- **GOAL OF THE EXERCISE**: The line containing "pub struct SweepOutcome" marks the end, so write out exactly every line from the top of the entries below through that one.

Collected data:
--- START ---
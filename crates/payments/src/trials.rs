//! Trial expiry enforcement
//!
//! The scheduled sweep and the self-service removal share the same
//! predicates from `bizos_shared::trial`; only the grace window differs
//! (`GracePolicy.sweep` vs `GracePolicy.self_service`). Deleting a tenant
//! cascades to subscription, deployment config, claims, and bookings.

use bizos_shared::{is_past_grace_period, GracePolicy};
use sqlx::PgPool;
use time::{Duration, OffsetDateTime};
use uuid::Uuid;

use crate::error::{PaymentError, PaymentResult};

/// Result of one sweep run
#[derive(Debug, Clone, Default)]
pub struct SweepOutcome {
    pub tenant_ids: Vec<Uuid>,
}

impl SweepOutcome {
    pub fn removed(&self) -> usize {
        self.tenant_ids.len()
    }
}

/// Removes tenants whose free trial has run past its grace window
#[derive(Clone)]
pub struct TrialService {
    pool: PgPool,
    policy: GracePolicy,
}

impl TrialService {
    pub fn new(pool: PgPool, policy: GracePolicy) -> Self {
        Self { pool, policy }
    }

    /// Delete every free-plan tenant past the sweep grace window.
    ///
    /// Individual delete failures are logged and skipped so one bad row
    /// cannot stall the whole sweep.
    pub async fn sweep_expired(&self) -> PaymentResult<SweepOutcome> {
        let now = OffsetDateTime::now_utc();
        let candidates: Vec<(Uuid, OffsetDateTime)> = sqlx::query_as(
            r#"
            SELECT tenant_id, trial_ends_at
            FROM tenant_subscriptions
            WHERE plan = 'free' AND trial_ends_at IS NOT NULL
            "#,
        )
        .fetch_all(&self.pool)
        .await?;

        let expired = past_grace_tenants(now, &candidates, self.policy.sweep);
        tracing::info!(
            candidates = candidates.len(),
            expired = expired.len(),
            grace_days = self.policy.sweep.whole_days(),
            "Trial sweep evaluated"
        );

        let mut outcome = SweepOutcome::default();
        for tenant_id in expired {
            match self.delete_tenant(tenant_id).await {
                Ok(()) => outcome.tenant_ids.push(tenant_id),
                Err(e) => {
                    tracing::error!(
                        tenant_id = %tenant_id,
                        error = %e,
                        "Failed to remove expired-trial tenant, skipping"
                    );
                }
            }
        }

        if outcome.removed() > 0 {
            tracing::info!(removed = outcome.removed(), "Trial sweep removed tenants");
        }
        Ok(outcome)
    }

    /// Self-service removal for the caller's own tenant.
    ///
    /// Resolves the tenant through the caller's `tenant_owner` role, then
    /// applies the shorter self-service grace window. Returns whether the
    /// tenant was removed.
    pub async fn remove_for_owner(&self, user_id: Uuid) -> PaymentResult<bool> {
        let owned: Option<(Uuid,)> = sqlx::query_as(
            r#"
            SELECT tenant_id
            FROM user_roles
            WHERE user_id = $1 AND role = 'tenant_owner' AND tenant_id IS NOT NULL
            LIMIT 1
            "#,
        )
        .bind(user_id)
        .fetch_optional(&self.pool)
        .await?;

        let (tenant_id,) = owned.ok_or_else(|| {
            PaymentError::NotFound("no tenant owned by this account".to_string())
        })?;

        let trial: Option<(Option<OffsetDateTime>,)> = sqlx::query_as(
            r#"
            SELECT trial_ends_at
            FROM tenant_subscriptions
            WHERE tenant_id = $1 AND plan = 'free'
            "#,
        )
        .bind(tenant_id)
        .fetch_optional(&self.pool)
        .await?;

        let ends_at = match trial {
            Some((Some(ends_at),)) => ends_at,
            _ => return Ok(false),
        };

        let now = OffsetDateTime::now_utc();
        if !is_past_grace_period(now, ends_at, self.policy.self_service) {
            return Ok(false);
        }

        self.delete_tenant(tenant_id).await?;
        tracing::info!(
            tenant_id = %tenant_id,
            user_id = %user_id,
            "Removed expired-trial tenant at owner's request"
        );
        Ok(true)
    }

    async fn delete_tenant(&self, tenant_id: Uuid) -> PaymentResult<()> {
        sqlx::query("DELETE FROM tenants WHERE id = $1")
            .bind(tenant_id)
            .execute(&self.pool)
            .await?;
        Ok(())
    }
}

fn past_grace_tenants(
    now: OffsetDateTime,
    rows: &[(Uuid, OffsetDateTime)],
    grace: Duration,
) -> Vec<Uuid> {
    rows.iter()
        .filter(|(_, ends_at)| is_past_grace_period(now, *ends_at, grace))
        .map(|(tenant_id, _)| *tenant_id)
        .collect()
}

#[cfg(test)]
#[allow(clippy::unwrap_used, clippy::expect_used)]
mod tests {
    use super::*;
    use time::macros::datetime;

    #[test]
    fn sweep_filter_keeps_tenants_inside_grace() {
        let now = datetime!(2025-06-10 12:00:00 UTC);
        let grace = Duration::days(7);

        let past_grace = Uuid::new_v4();
        let in_grace = Uuid::new_v4();
        let not_expired = Uuid::new_v4();
        let rows = vec![
            (past_grace, datetime!(2025-06-01 12:00:00 UTC)),
            (in_grace, datetime!(2025-06-05 12:00:00 UTC)),
            (not_expired, datetime!(2025-06-20 12:00:00 UTC)),
        ];

        let expired = past_grace_tenants(now, &rows, grace);
        assert_eq!(expired, vec![past_grace]);
    }

    #[test]
    fn sweep_filter_boundary_is_exclusive() {
        let ends_at = datetime!(2025-06-01 12:00:00 UTC);
        let grace = Duration::days(7);
        let tenant = Uuid::new_v4();
        let rows = vec![(tenant, ends_at)];

        let at_boundary = past_grace_tenants(ends_at + grace, &rows, grace);
        assert!(at_boundary.is_empty());

        let past_boundary =
            past_grace_tenants(ends_at + grace + Duration::seconds(1), &rows, grace);
        assert_eq!(past_boundary, vec![tenant]);
    }

    #[tokio::test]
    #[ignore] // Requires database
    async fn sweep_removes_only_past_grace_free_trials() {
        let url = std::env::var("DATABASE_URL").unwrap();
        let pool = sqlx::PgPool::connect(&url).await.unwrap();
        let service = TrialService::new(pool.clone(), GracePolicy::default());

        let mut seeded = Vec::new();
        // (days since trial end, should be swept with the default 7-day grace)
        for (days_ago, expect_swept) in [(10_i64, true), (5, false)] {
            let slug = format!("biz-trial{}", Uuid::new_v4().simple());
            let tenant: (Uuid,) = sqlx::query_as(
                r#"
                INSERT INTO tenants (slug, name, subscription_plan)
                VALUES ($1, 'Trial Business', 'free')
                RETURNING id
                "#,
            )
            .bind(&slug)
            .fetch_one(&pool)
            .await
            .unwrap();

            sqlx::query(
                r#"
                INSERT INTO tenant_subscriptions (tenant_id, plan, status, trial_ends_at)
                VALUES ($1, 'free', 'active', NOW() - ($2 || ' days')::INTERVAL)
                "#,
            )
            .bind(tenant.0)
            .bind(days_ago.to_string())
            .execute(&pool)
            .await
            .unwrap();
            seeded.push((tenant.0, expect_swept));
        }

        let outcome = service.sweep_expired().await.unwrap();
        for (tenant_id, expect_swept) in &seeded {
            assert_eq!(outcome.tenant_ids.contains(tenant_id), *expect_swept);
            let remains: (i64,) =
                sqlx::query_as("SELECT COUNT(*) FROM tenants WHERE id = $1")
                    .bind(tenant_id)
                    .fetch_one(&pool)
                    .await
                    .unwrap();
            assert_eq!(remains.0 == 0, *expect_swept);
        }

        for (tenant_id, _) in seeded {
            sqlx::query("DELETE FROM tenants WHERE id = $1")
                .bind(tenant_id)
                .execute(&pool)
                .await
                .unwrap();
        }
    }

    #[tokio::test]
    #[ignore] // Requires database
    async fn owner_removal_uses_self_service_grace() {
        let url = std::env::var("DATABASE_URL").unwrap();
        let pool = sqlx::PgPool::connect(&url).await.unwrap();
        let service = TrialService::new(pool.clone(), GracePolicy::default());

        let slug = format!("biz-owner{}", Uuid::new_v4().simple());
        let tenant: (Uuid,) = sqlx::query_as(
            r#"
            INSERT INTO tenants (slug, name, subscription_plan)
            VALUES ($1, 'Owner Business', 'free')
            RETURNING id
            "#,
        )
        .bind(&slug)
        .fetch_one(&pool)
        .await
        .unwrap();

        // 4 days past trial end: past the 3-day self-service grace,
        // inside the 7-day sweep grace
        sqlx::query(
            r#"
            INSERT INTO tenant_subscriptions (tenant_id, plan, status, trial_ends_at)
            VALUES ($1, 'free', 'active', NOW() - INTERVAL '4 days')
            "#,
        )
        .bind(tenant.0)
        .execute(&pool)
        .await
        .unwrap();

        let user_id = Uuid::new_v4();
        sqlx::query(
            "INSERT INTO user_roles (user_id, role, tenant_id) VALUES ($1, 'tenant_owner', $2)",
        )
        .bind(user_id)
        .bind(tenant.0)
        .execute(&pool)
        .await
        .unwrap();

        let removed = service.remove_for_owner(user_id).await.unwrap();
        assert!(removed);

        let remains: (i64,) = sqlx::query_as("SELECT COUNT(*) FROM tenants WHERE id = $1")
            .bind(tenant.0)
            .fetch_one(&pool)
            .await
            .unwrap();
        assert_eq!(remains.0, 0);
    }
}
--- END ---
- **TASK RESULT**:
filename crates/payments/src/trials.rs
//! Trial expiry enforcement
//!
//! The scheduled sweep and the self-service removal share the same
//! predicates from `bizos_shared::trial`; only the grace window differs
//! (`GracePolicy.sweep` vs `GracePolicy.self_service`). Deleting a tenant
//! cascades to subscription, deployment config, claims, and bookings.

use bizos_shared::{is_past_grace_period, GracePolicy};
use sqlx::PgPool;
use time::{Duration, OffsetDateTime};
use uuid::Uuid;

use crate::error::{PaymentError, PaymentResult};

/// Result of one sweep run
#[derive(Debug, Clone, Default)]
pub struct SweepOutcome {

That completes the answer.